The Welfelts’ house is east of Eighty-second Avenue, in the Mt. Scott neighborhood, which is on the steep side of Mt. Scott, a small extinct volcano. On this side of Eighty-second Avenue, the houses thin out and are newer and nicer, with bright aluminum siding, and carports, and picture windows, and decorative screen doors. The convoy stopped at Nancy’s driveway, and the club members lugged in the boxes of flyers and buttons and bumper stickers, and then pulled chairs up to the dining table. Along with Elaine, a former charm-school teacher, who has frosted hair and narrow, square shoulders and a striking imperial posture, and Nancy Welfelt, who has a cheery face and fading blondish hair, there were four other middle-aged women, and the husband of one of them: a jittery guy with wire-rimmed glasses. He never sat down at the dining table and never even took off his coat, and then suddenly left during the meeting to go visit his parents’ graves at the cemetery across the street. Someone complimented Nancy on the view from her living-room window, and she said, “You want to see something? See out there? You can see Shawn’s house. Shawn, the bodyguard. He lives behind me, with his parents.” Everyone crowded to the window and looked in the direction Nancy was pointing, across the side of the hill and over the tops of some houses wrapped in fog.
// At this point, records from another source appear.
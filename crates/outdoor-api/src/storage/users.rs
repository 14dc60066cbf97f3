//! User persistence and the unique-email index

use outdoor_common::{Error, Result, User};
use redis::AsyncCommands;
use tracing::{debug, info};

use super::{rerr, user_email_key, user_key, Storage, USERS_ALL};

impl Storage {
    /// Persist a new user.
    ///
    /// The email index entry is reserved with `SET NX`, which makes the
    /// uniqueness check atomic; a lost race surfaces as `DuplicateEmail`.
    pub async fn create_user(&mut self, user: &User) -> Result<()> {
        let reserved: bool = self
            .conn
            .set_nx(user_email_key(&user.email), &user.id)
            .await
            .map_err(rerr)?;

        if !reserved {
            debug!("Email already registered: {}", user.email);
            return Err(Error::DuplicateEmail);
        }

        let json = serde_json::to_string(user)?;
        let mut pipe = redis::pipe();
        pipe.atomic()
            .set(user_key(&user.id), json)
            .ignore()
            .sadd(USERS_ALL, &user.id)
            .ignore();
        pipe.query_async::<_, ()>(&mut self.conn).await.map_err(rerr)?;

        info!("Created user {}", user.id);
        Ok(())
    }

    /// Get a user by id
    pub async fn get_user(&mut self, id: &str) -> Result<Option<User>> {
        self.get_doc(&user_key(id)).await
    }

    /// Get a user by email, via the email index
    pub async fn get_user_by_email(&mut self, email: &str) -> Result<Option<User>> {
        let id: Option<String> = self.conn.get(user_email_key(email)).await.map_err(rerr)?;

        match id {
            Some(id) => self.get_user(&id).await,
            None => Ok(None),
        }
    }

    /// Persist changes to a user whose email did not change
    pub async fn put_user(&mut self, user: &User) -> Result<()> {
        self.put_doc(&user_key(&user.id), user).await
    }

    /// Persist a user whose email changed, moving the index entry.
    ///
    /// Fails with `DuplicateEmail` if the new address is already taken.
    pub async fn update_user_email(&mut self, user: &User, previous_email: &str) -> Result<()> {
        let reserved: bool = self
            .conn
            .set_nx(user_email_key(&user.email), &user.id)
            .await
            .map_err(rerr)?;

        if !reserved {
            return Err(Error::DuplicateEmail);
        }

        let json = serde_json::to_string(user)?;
        let mut pipe = redis::pipe();
        pipe.atomic()
            .set(user_key(&user.id), json)
            .ignore()
            .del(user_email_key(previous_email))
            .ignore();
        pipe.query_async::<_, ()>(&mut self.conn).await.map_err(rerr)?;

        Ok(())
    }

    /// Delete a user and its index entries
    pub async fn delete_user(&mut self, user: &User) -> Result<()> {
        let mut pipe = redis::pipe();
        pipe.atomic()
            .del(user_key(&user.id))
            .ignore()
            .del(user_email_key(&user.email))
            .ignore()
            .srem(USERS_ALL, &user.id)
            .ignore();
        pipe.query_async::<_, ()>(&mut self.conn).await.map_err(rerr)?;

        info!("Deleted user {}", user.id);
        Ok(())
    }

    /// List all users
    pub async fn list_users(&mut self) -> Result<Vec<User>> {
        let ids: Vec<String> = self.conn.smembers(USERS_ALL).await.map_err(rerr)?;

        let mut users = Vec::with_capacity(ids.len());
        for id in &ids {
            if let Some(user) = self.get_user(id).await? {
                users.push(user);
            }
        }

        Ok(users)
    }
}

#[cfg(test)]
mod tests {
    use super::*;

    async fn test_storage() -> Storage {
        Storage::new("redis://127.0.0.1:6379/15")
            .await
            .expect("Failed to connect to test Redis")
    }

    #[tokio::test]
    #[ignore] // Requires Redis to be running
    async fn test_create_and_lookup_user() {
        let mut storage = test_storage().await;

        let user = User::new(
            "Alice".to_string(),
            format!("alice-{}@example.com", uuid::Uuid::new_v4()),
            "hash".to_string(),
        );

        storage.create_user(&user).await.unwrap();

        let by_id = storage.get_user(&user.id).await.unwrap().unwrap();
        assert_eq!(by_id.email, user.email);

        let by_email = storage.get_user_by_email(&user.email).await.unwrap().unwrap();
        assert_eq!(by_email.id, user.id);

        // Clean up
        storage.delete_user(&user).await.unwrap();
        assert!(storage.get_user(&user.id).await.unwrap().is_none());
    }

    #[tokio::test]
    #[ignore] // Requires Redis to be running
    async fn test_duplicate_email_rejected() {
        let mut storage = test_storage().await;

        let email = format!("bob-{}@example.com", uuid::Uuid::new_v4());
        let first = User::new("Bob".to_string(), email.clone(), "hash".to_string());
        let second = User::new("Bobby".to_string(), email, "hash".to_string());

        storage.create_user(&first).await.unwrap();

        let err = storage.create_user(&second).await.unwrap_err();
        assert!(matches!(err, Error::DuplicateEmail));

        // Clean up
        storage.delete_user(&first).await.unwrap();
    }
}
One of the other women said, “Have you ever seen Tonya’s mother’s trailer? It’s just up the road here, and it is meticulous. It is lovely. It is tidy. You would never even know it’s a trailer.”

“Trailer trash is what they call people out here,” another woman said to me. She sat down and started tapping on the table with her fingernails. They were long and burgundy-colored, and each one had a different small image painted on it—a shooting star, a sun, a lightning bolt. She said, “There are plenty of people who think we’re scum because we live out here on the east side. Well, I live in a very non-scum neighborhood. It’s actually a so-called good neighborhood, but it’s always going to be thought of as trash, because it’s east side.” She tapped. Her fingernails clicked: lightning bolt, star, sun.

“I wouldn’t say trash,” Elaine said. “I would say . . . I would say . . .” She paused. “Well, my heart just went out to Tonya when I first saw her skate. I just see that little gal out there, the abused child spanked by her mother with a hairbrush, and when they would do the up-close-and-personals for the Olympic skaters, they showed Tonya in her jeans at her little house fixing her car, and I could just feel her sink. When I started the club, the people I heard from were women with abusive husbands, and Vietnam vets who had come home and felt displaced, and they’d see that little gal and feel really good about themselves. So it’s funny that people would think of her as trash.”

“Scum,” the nail woman snapped. “That’s what they call us. It’s a class difference—that’s what all this mess is about Tonya. She’s just a regular Clackamas County girl. In my opinion, she’s a modern gal, what we would call a tomboy. She can hunt, she can fix a car. She calls herself the Charles Barkley of figure skating, and she’s right. She’s a stud.”

Another one of the women said, “I’ll tell you, you know who I cannot stand is that Kristi Yamaguchi.” Everyone groaned. She rolled her eyes, and went on, “She is just so prissy. Tonya is so tough. She is a stud! She really is!”

The nail woman said, “You know, there are a lot of us who look at Tonya and think to ourselves, There’s a gal who pulled herself up, who had some tough times with her folks, and whatever, and she still did great by her dreams. I know what it’s like to have dreams and to perform. When I was a kid, I was a performer. I was on that radio show ‘Stars of Tomorrow,’ and I got tons of trophies for my singing.”

Nancy said, “You were a singer? You sang!”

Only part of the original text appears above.